| MM:
What is your favorite porn? GB:
"Leda and the Swan," or anything without Ron Jeremy.
MM: What are your guilty pleasures?
GB: MTV2, Twin Peaks: Fire
Walk with Me, TV conversations, self-flagellation, etc.
MM: What is one thing you hope your students take from your
class?
GB: Really, I'd like my students
to realize that English isn't irrelevant or just about reading "great
books"--that strategies of critical reading are needed to "defend against
the seductions of eloquence" they encounter on a daily basis.
MM: What is your favorite text to teach?
GB: Picture of Dorian Gray,
"Hills Like White Elephants" and advertisements.
MM: What is your most embarrassing teaching moment?
GB: On the first day of classes
during my second semester at KU, I taught an early class and the room was
locked. I guided the class into an empty (open) room and started going
through the syllabus. Of course, it wasn't long before the class scheduled
for the room began filing in. I had to move my class out again. I finally
found an empty room, but by then, I felt like I had pretty much lost any
sense of authority or credibility I had as a teacher. In retrospect, it
wasn't that big of a deal; then, however, I thought it was a nightmare.
MM: Is there one book that changed your life, for better or
worse?
GB: As I Lay Dying and
The Last Temptation of Christ (for the better). I don't think I have
read any book that wasn't helpful to me in some way.
MM: Who is your hero?
GB: John Garfield. The Hollywood
Ten. Oh, and Oscar Wilde.
MM: If you could have a superpower, what would it be?
GB: I have a superpower. It is
an amazing resistance to learning foreign languages. Different verb cognates
bounce off of me like bullets on Wonder Woman's bracelets.

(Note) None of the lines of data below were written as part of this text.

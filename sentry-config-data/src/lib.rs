//! Application configuration, loaded from a YAML file.
//!
//! Every field has a default so a partial (or empty) config file is valid.
//! `saver.base_dir` and `logging.file` may contain shell variables such as
//! `~`, `$A`, or `${B}`.

use serde::{Deserialize, Serialize};

pub use sentry_types::DetectionConfig;

#[derive(thiserror::Error, Debug)]
pub enum Error {
    #[error("IO error: {source}")]
    Io {
        #[from]
        source: std::io::Error,
    },
    #[error("YAML deserialization error: {source}")]
    YamlDe {
        #[from]
        source: serde_yaml::Error,
    },
    #[error("lookup error on variable: {source}")]
    ShellExpandLookupVar {
        #[from]
        source: shellexpand::LookupError<std::env::VarError>,
    },
}

type Result<T> = std::result::Result<T, Error>;

fn default_source() -> String {
    "0".to_string()
}
fn default_width() -> u32 {
    1280
}
fn default_height() -> u32 {
    720
}
fn default_fps() -> u32 {
    30
}
fn default_inference_fps() -> u32 {
    12
}
fn default_camera_id() -> String {
    "cam01".to_string()
}

// Config files may give the source as a bare integer index.
fn de_source<'de, D>(de: D) -> std::result::Result<String, D::Error>
where
    D: serde::Deserializer<'de>,
{
    #[derive(Deserialize)]
    #[serde(untagged)]
    enum SourceRepr {
        Int(i64),
        Str(String),
    }
    Ok(match SourceRepr::deserialize(de)? {
        SourceRepr::Int(i) => i.to_string(),
        SourceRepr::Str(s) => s,
    })
}

/// Camera source and rates.
#[derive(Debug, Clone, PartialEq, Serialize, Deserialize)]
#[serde(deny_unknown_fields)]
pub struct CameraConfig {
    /// Device index (0 or "0"), URL ("rtsp://..."), or video file path.
    /// Strings that are all digits are promoted to device indices.
    #[serde(default = "default_source", deserialize_with = "de_source")]
    pub source: String,
    /// Requested capture width. Best-effort hint.
    #[serde(default = "default_width")]
    pub width: u32,
    /// Requested capture height. Best-effort hint.
    #[serde(default = "default_height")]
    pub height: u32,
    /// Capture rate of the ring buffer.
    #[serde(default = "default_fps")]
    pub fps: u32,
    /// Rate at which pose inference samples the latest frame.
    #[serde(default = "default_inference_fps")]
    pub inference_fps: u32,
    #[serde(default = "default_camera_id")]
    pub camera_id: String,
}

impl Default for CameraConfig {
    fn default() -> Self {
        Self {
            source: default_source(),
            width: default_width(),
            height: default_height(),
            fps: default_fps(),
            inference_fps: default_inference_fps(),
            camera_id: default_camera_id(),
        }
    }
}

fn default_backend() -> String {
    "movenet".to_string()
}
fn default_num_threads() -> u32 {
    2
}

#[derive(Debug, Clone, PartialEq, Serialize, Deserialize)]
#[serde(deny_unknown_fields)]
pub struct ModelConfig {
    /// Pose backend name. Unknown names are a fatal startup error.
    #[serde(default = "default_backend")]
    pub backend: String,
    #[serde(default)]
    pub model_path: String,
    #[serde(default = "default_num_threads")]
    pub num_threads: u32,
}

impl Default for ModelConfig {
    fn default() -> Self {
        Self {
            backend: default_backend(),
            model_path: String::new(),
            num_threads: default_num_threads(),
        }
    }
}

fn default_true() -> bool {
    true
}
fn default_clip_fps() -> u32 {
    15
}
fn default_clip_max_seconds() -> f64 {
    6.0
}
fn default_codec() -> String {
    "mp4v".to_string()
}

#[derive(Debug, Clone, PartialEq, Serialize, Deserialize)]
#[serde(deny_unknown_fields)]
pub struct VideoClipConfig {
    #[serde(default = "default_true")]
    pub enabled: bool,
    #[serde(default = "default_clip_fps")]
    pub fps: u32,
    #[serde(default = "default_clip_max_seconds")]
    pub max_seconds: f64,
    /// FOURCC-style codec name, mapped to an encoder by the clip writer.
    #[serde(default = "default_codec")]
    pub codec: String,
}

impl Default for VideoClipConfig {
    fn default() -> Self {
        Self {
            enabled: true,
            fps: default_clip_fps(),
            max_seconds: default_clip_max_seconds(),
            codec: default_codec(),
        }
    }
}

fn default_base_dir() -> String {
    "./falls".to_string()
}
fn default_pre_seconds() -> f64 {
    2.0
}
fn default_post_seconds() -> f64 {
    3.0
}
fn default_image_format() -> ImageFormat {
    ImageFormat::Jpg
}
fn default_jpeg_quality() -> u8 {
    90
}

#[derive(Debug, Clone, Copy, PartialEq, Eq, Serialize, Deserialize)]
#[serde(rename_all = "lowercase")]
pub enum ImageFormat {
    Jpg,
    Png,
}

impl ImageFormat {
    pub fn extension(self) -> &'static str {
        match self {
            ImageFormat::Jpg => "jpg",
            ImageFormat::Png => "png",
        }
    }
}

#[derive(Debug, Clone, PartialEq, Serialize, Deserialize)]
#[serde(deny_unknown_fields)]
pub struct SaverConfig {
    #[serde(default = "default_base_dir")]
    pub base_dir: String,
    #[serde(default = "default_true")]
    pub save_annotated: bool,
    #[serde(default)]
    pub save_raw: bool,
    /// Seconds of context kept before a trigger.
    #[serde(default = "default_pre_seconds")]
    pub pre_seconds: f64,
    /// Seconds of context collected after a trigger.
    #[serde(default = "default_post_seconds")]
    pub post_seconds: f64,
    #[serde(default = "default_image_format")]
    pub image_format: ImageFormat,
    #[serde(default = "default_jpeg_quality")]
    pub jpeg_quality: u8,
    #[serde(default)]
    pub video_clip: VideoClipConfig,
}

impl Default for SaverConfig {
    fn default() -> Self {
        Self {
            base_dir: default_base_dir(),
            save_annotated: true,
            save_raw: false,
            pre_seconds: default_pre_seconds(),
            post_seconds: default_post_seconds(),
            image_format: default_image_format(),
            jpeg_quality: default_jpeg_quality(),
            video_clip: VideoClipConfig::default(),
        }
    }
}

fn default_blur_kernel() -> u32 {
    31
}
fn default_retention_days() -> u32 {
    30
}

#[derive(Debug, Clone, PartialEq, Serialize, Deserialize)]
#[serde(deny_unknown_fields)]
pub struct PrivacyConfig {
    #[serde(default = "default_true")]
    pub face_blur: bool,
    /// Gaussian kernel size; forced odd and >= 3 when applied.
    #[serde(default = "default_blur_kernel")]
    pub blur_kernel: u32,
    /// Accepted for config compatibility; not implemented.
    #[serde(default)]
    pub encrypt_at_rest: bool,
    #[serde(default = "default_retention_days")]
    pub retention_days: u32,
    /// Remove `system.host` from event metadata before writing.
    #[serde(default = "default_true")]
    pub redact_metadata: bool,
}

impl Default for PrivacyConfig {
    fn default() -> Self {
        Self {
            face_blur: true,
            blur_kernel: default_blur_kernel(),
            encrypt_at_rest: false,
            retention_days: default_retention_days(),
            redact_metadata: true,
        }
    }
}

fn default_log_level() -> String {
    "INFO".to_string()
}

#[derive(Debug, Clone, PartialEq, Serialize, Deserialize)]
#[serde(deny_unknown_fields)]
pub struct LoggingConfig {
    #[serde(default = "default_log_level")]
    pub level: String,
    /// Log file path. Empty disables file logging. A path ending in a
    /// separator is treated as a directory and `app.log` is written inside.
    #[serde(default)]
    pub file: String,
    /// Accepted for config compatibility; no exporter is wired.
    #[serde(default)]
    pub export_prometheus: bool,
}

impl Default for LoggingConfig {
    fn default() -> Self {
        Self {
            level: default_log_level(),
            file: String::new(),
            export_prometheus: false,
        }
    }
}

#[derive(Debug, Clone, PartialEq, Serialize, Deserialize, Default)]
#[serde(deny_unknown_fields)]
pub struct AppConfig {
    #[serde(default)]
    pub camera: CameraConfig,
    #[serde(default)]
    pub model: ModelConfig,
    #[serde(default)]
    pub detection: DetectionConfig,
    #[serde(default)]
    pub saver: SaverConfig,
    #[serde(default)]
    pub privacy: PrivacyConfig,
    #[serde(default)]
    pub logging: LoggingConfig,
}

impl AppConfig {
    fn expand_paths(&mut self) -> Result<()> {
        self.saver.base_dir = shellexpand::full(&self.saver.base_dir)?.to_string();
        if !self.logging.file.is_empty() {
            self.logging.file = shellexpand::full(&self.logging.file)?.to_string();
        }
        Ok(())
    }
}

/// Load and validate a config file.
pub fn parse_config_file<P: AsRef<std::path::Path>>(fname: P) -> Result<AppConfig> {
    let contents = std::fs::read_to_string(fname.as_ref())?;
    let mut cfg: AppConfig = serde_yaml::from_str(&contents)?;
    cfg.expand_paths()?;
    Ok(cfg)
}

#[cfg(test)]
mod tests {
    use super::*;
    use std::io::Write;

    #[test]
    fn empty_mapping_gives_defaults() {
        let cfg: AppConfig = serde_yaml::from_str("{}").unwrap();
        assert_eq!(cfg, AppConfig::default());
        assert_eq!(cfg.camera.inference_fps, 12);
        assert_eq!(cfg.detection.angle_deg_th, 55.0);
        assert_eq!(cfg.saver.image_format, ImageFormat::Jpg);
        assert_eq!(cfg.privacy.blur_kernel, 31);
    }

    #[test]
    fn partial_sections_merge_with_defaults() {
        let text = "camera:\n  source: \"rtsp://example/stream\"\n  inference_fps: 10\nsaver:\n  video_clip:\n    enabled: false\n";
        let cfg: AppConfig = serde_yaml::from_str(text).unwrap();
        assert_eq!(cfg.camera.source, "rtsp://example/stream");
        assert_eq!(cfg.camera.inference_fps, 10);
        assert_eq!(cfg.camera.fps, 30);
        assert!(!cfg.saver.video_clip.enabled);
        assert_eq!(cfg.saver.video_clip.fps, 15);
    }

    #[test]
    fn integer_source_is_accepted() {
        let cfg: AppConfig = serde_yaml::from_str("camera:\n  source: 2\n").unwrap();
        assert_eq!(cfg.camera.source, "2");
    }

    #[test]
    fn unknown_keys_are_rejected() {
        let text = "camera:\n  sourc: \"0\"\n";
        assert!(serde_yaml::from_str::<AppConfig>(text).is_err());
    }

    #[test]
    fn parse_file_expands_base_dir() {
        let mut f = tempfile::NamedTempFile::new().unwrap();
        std::env::set_var("SENTRY_TEST_BASE", "/data/falls");
        writeln!(f, "saver:\n  base_dir: \"$SENTRY_TEST_BASE/cam\"").unwrap();
        let cfg = parse_config_file(f.path()).unwrap();
        assert_eq!(cfg.saver.base_dir, "/data/falls/cam");
    }

    #[test]
    fn missing_file_is_an_error() {
        assert!(parse_config_file("/no/such/config.yaml").is_err());
    }
}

I would also like
to be able to, when I wish, exist outside of ideology.
MM: If you had a theme song that played every time you entered
a room, what would it be? |
GB:
Theme: "Brass Monkey" by the Beastie Boys. Obviously.

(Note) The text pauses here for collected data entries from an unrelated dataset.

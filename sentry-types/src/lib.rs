//! Shared types for the fall-detection pipeline.
//!
//! The pose topology follows the 33-landmark convention in which indices 11
//! and 12 are the shoulders and 23 and 24 are the hips. Backends with fewer
//! joints map into these indices and leave the remaining slots at score 0.

use serde::{Deserialize, Serialize};

pub const LEFT_SHOULDER: usize = 11;
pub const RIGHT_SHOULDER: usize = 12;
pub const LEFT_HIP: usize = 23;
pub const RIGHT_HIP: usize = 24;

/// Number of landmark slots in a [`PoseResult`].
pub const NUM_LANDMARKS: usize = 33;

/// Skeleton connections used for visualization.
pub const POSE_EDGES: [(usize, usize); 12] = [
    (11, 12), // shoulders
    (23, 24), // hips
    (11, 23),
    (12, 24), // torso sides
    (11, 13),
    (13, 15), // left arm
    (12, 14),
    (14, 16), // right arm
    (23, 25),
    (25, 27), // left leg
    (24, 26),
    (26, 28), // right leg
];

/// A single landmark in image pixel coordinates.
#[derive(Debug, Clone, Copy, PartialEq, Serialize, Deserialize)]
pub struct Keypoint {
    pub x: f64,
    pub y: f64,
    /// Estimator visibility/confidence in `[0, 1]`.
    pub score: f64,
}

/// Axis-aligned integer bounding box, clipped to the frame.
#[derive(Debug, Clone, Copy, PartialEq, Eq, Serialize, Deserialize)]
pub struct Bbox {
    pub x: i32,
    pub y: i32,
    pub w: i32,
    pub h: i32,
}

/// One pose estimate. Immutable once produced.
#[derive(Debug, Clone, PartialEq, Serialize, Deserialize)]
pub struct PoseResult {
    pub keypoints: Vec<Keypoint>,
    pub bbox: Bbox,
    /// Mean of the keypoint scores.
    pub score: f64,
}

impl PoseResult {
    /// Compute the enclosing bbox and aggregate score from `keypoints`,
    /// clipping to a `width`×`height` frame.
    pub fn from_keypoints(keypoints: Vec<Keypoint>, width: u32, height: u32) -> Self {
        let xs = keypoints.iter().map(|k| k.x as i32);
        let ys = keypoints.iter().map(|k| k.y as i32);
        let x0 = xs.clone().min().unwrap_or(0).max(0);
        let x1 = xs.max().unwrap_or(0).min(width as i32 - 1);
        let y0 = ys.clone().min().unwrap_or(0).max(0);
        let y1 = ys.max().unwrap_or(0).min(height as i32 - 1);
        let score = if keypoints.is_empty() {
            0.0
        } else {
            keypoints.iter().map(|k| k.score).sum::<f64>() / keypoints.len() as f64
        };
        PoseResult {
            keypoints,
            bbox: Bbox {
                x: x0,
                y: y0,
                w: x1 - x0 + 1,
                h: y1 - y0 + 1,
            },
            score,
        }
    }

    pub fn keypoint(&self, idx: usize) -> Option<&Keypoint> {
        self.keypoints.get(idx)
    }
}

/// Per-tick scalar features derived from one pose.
#[derive(Debug, Clone, Copy, PartialEq)]
pub struct Features {
    /// Trunk tilt from vertical, degrees, non-negative. 0° upright, 90° horizontal.
    pub theta: f64,
    /// Pose bbox height / max(1, width).
    pub ratio: f64,
    /// Pixel y of the hip center.
    pub hip_y: f64,
    /// Pose bbox height in pixels.
    pub h_person: f64,
}

/// Feature values latched when a trigger fires.
#[derive(Debug, Clone, Copy, PartialEq, Serialize, Deserialize)]
pub struct TriggerSnapshot {
    pub theta_max: f64,
    pub ratio_min: f64,
    pub hip_drop: f64,
    pub still_score: f64,
}

fn default_min_conf_joints() -> u32 {
    8
}
fn default_angle_deg_th() -> f64 {
    55.0
}
fn default_ratio_th() -> f64 {
    0.6
}
fn default_t_pose_sec() -> f64 {
    0.5
}
fn default_hip_drop_px_th() -> i64 {
    40
}
fn default_t_drop_sec() -> f64 {
    0.4
}
fn default_t_still_sec() -> f64 {
    1.0
}
fn default_v_still() -> f64 {
    0.5
}
fn default_min_person_height_px() -> f64 {
    120.0
}
fn default_cooldown_sec() -> f64 {
    5.0
}
fn default_c_grace_sec() -> f64 {
    0.6
}

/// Thresholds and window durations for the fall decision procedure.
///
/// The `T_*` field names are kept as-is because they also appear verbatim in
/// config files and event metadata.
#[derive(Debug, Clone, PartialEq, Serialize, Deserialize)]
#[serde(deny_unknown_fields)]
pub struct DetectionConfig {
    /// Accepted for config compatibility; the per-joint gate of 0.2 on the
    /// shoulder/hip landmarks is what the logic actually enforces.
    #[serde(default = "default_min_conf_joints")]
    pub min_conf_joints: u32,
    #[serde(default = "default_angle_deg_th")]
    pub angle_deg_th: f64,
    #[serde(default = "default_ratio_th")]
    pub ratio_th: f64,
    #[serde(default = "default_t_pose_sec", rename = "T_pose_sec")]
    pub t_pose_sec: f64,
    #[serde(default = "default_hip_drop_px_th")]
    pub hip_drop_px_th: i64,
    #[serde(default = "default_t_drop_sec", rename = "T_drop_sec")]
    pub t_drop_sec: f64,
    #[serde(default = "default_t_still_sec", rename = "T_still_sec")]
    pub t_still_sec: f64,
    #[serde(default = "default_v_still")]
    pub v_still_px_per_frame: f64,
    #[serde(default = "default_min_person_height_px")]
    pub min_person_height_px: f64,
    #[serde(default = "default_cooldown_sec")]
    pub cooldown_sec: f64,
    #[serde(default = "default_c_grace_sec", rename = "C_grace_sec")]
    pub c_grace_sec: f64,
}

impl Default for DetectionConfig {
    fn default() -> Self {
        Self {
            min_conf_joints: default_min_conf_joints(),
            angle_deg_th: default_angle_deg_th(),
            ratio_th: default_ratio_th(),
            t_pose_sec: default_t_pose_sec(),
            hip_drop_px_th: default_hip_drop_px_th(),
            t_drop_sec: default_t_drop_sec(),
            t_still_sec: default_t_still_sec(),
            v_still_px_per_frame: default_v_still(),
            min_person_height_px: default_min_person_height_px(),
            cooldown_sec: default_cooldown_sec(),
            c_grace_sec: default_c_grace_sec(),
        }
    }
}

#[cfg(test)]
mod tests {
    use super::*;

    #[test]
    fn bbox_from_keypoints_clips_to_frame() {
        let kps = vec![
            Keypoint {
                x: -5.0,
                y: 10.0,
                score: 1.0,
            },
            Keypoint {
                x: 700.0,
                y: 500.0,
                score: 0.5,
            },
        ];
        let pose = PoseResult::from_keypoints(kps, 640, 480);
        assert_eq!(pose.bbox.x, 0);
        assert_eq!(pose.bbox.y, 10);
        assert_eq!(pose.bbox.x + pose.bbox.w - 1, 639);
        assert_eq!(pose.bbox.y + pose.bbox.h - 1, 479);
        assert!((pose.score - 0.75).abs() < 1e-9);
    }

    #[test]
    fn detection_config_roundtrips_renamed_keys() {
        let cfg = DetectionConfig::default();
        let json = serde_json::to_string(&cfg).unwrap();
        assert!(json.contains("\"T_pose_sec\""));
        assert!(json.contains("\"C_grace_sec\""));
        let back: DetectionConfig = serde_json::from_str(&json).unwrap();
        assert_eq!(back, cfg);
    }
}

MM: What is your favorite word?
GB: Hymn, Liquefaction, Moxy,
Pixilated, Curmudgeon. Shazam.
MM: What is your least favorite word?
GB: Whatnot, Assuage,
Ameliorate.
Note: You may recognize some of the
following questions from the final segment of Inside the Actor's Studio.
It's hard coming up with insightful questions.
MM: What turns you one?
GB: Wilderness camping, smart
women, film noir, Barbarella, used book stores, post structuralism,
Starsky.
MM: What turns you off?
GB: Wescoe, Sundays, cell
phones, musicals, grading papers, wet socks, chartist poetry, Internet
research, postmodernism, Hutch.
MM: What sounds do you love?
GB: Strings in rock music,
Hopkins' poems, bottles being opened, the coffee maker beeping.
MM: What sounds do you hate?
GB: Cell phones, "You've Got
Mail!," Any songs sung by children, house music.
MM: What profession other than yours, would you like to
attempt?
GB: I'm still attempting mine!
MM: What profession would you not like to participate in?
GB: Any kind of business, sales,
marketing, advertising, marketing of advertising, you get the idea.
MM: If you could be anywhere right now, where would you be?
GB: Camping! (In the BWCAW)
MM: What is your favorite John Hughes's film?
GB: Instead of John Hughes, I'd
say Heathers: the Smiths-listening fan's alternative to 80's films.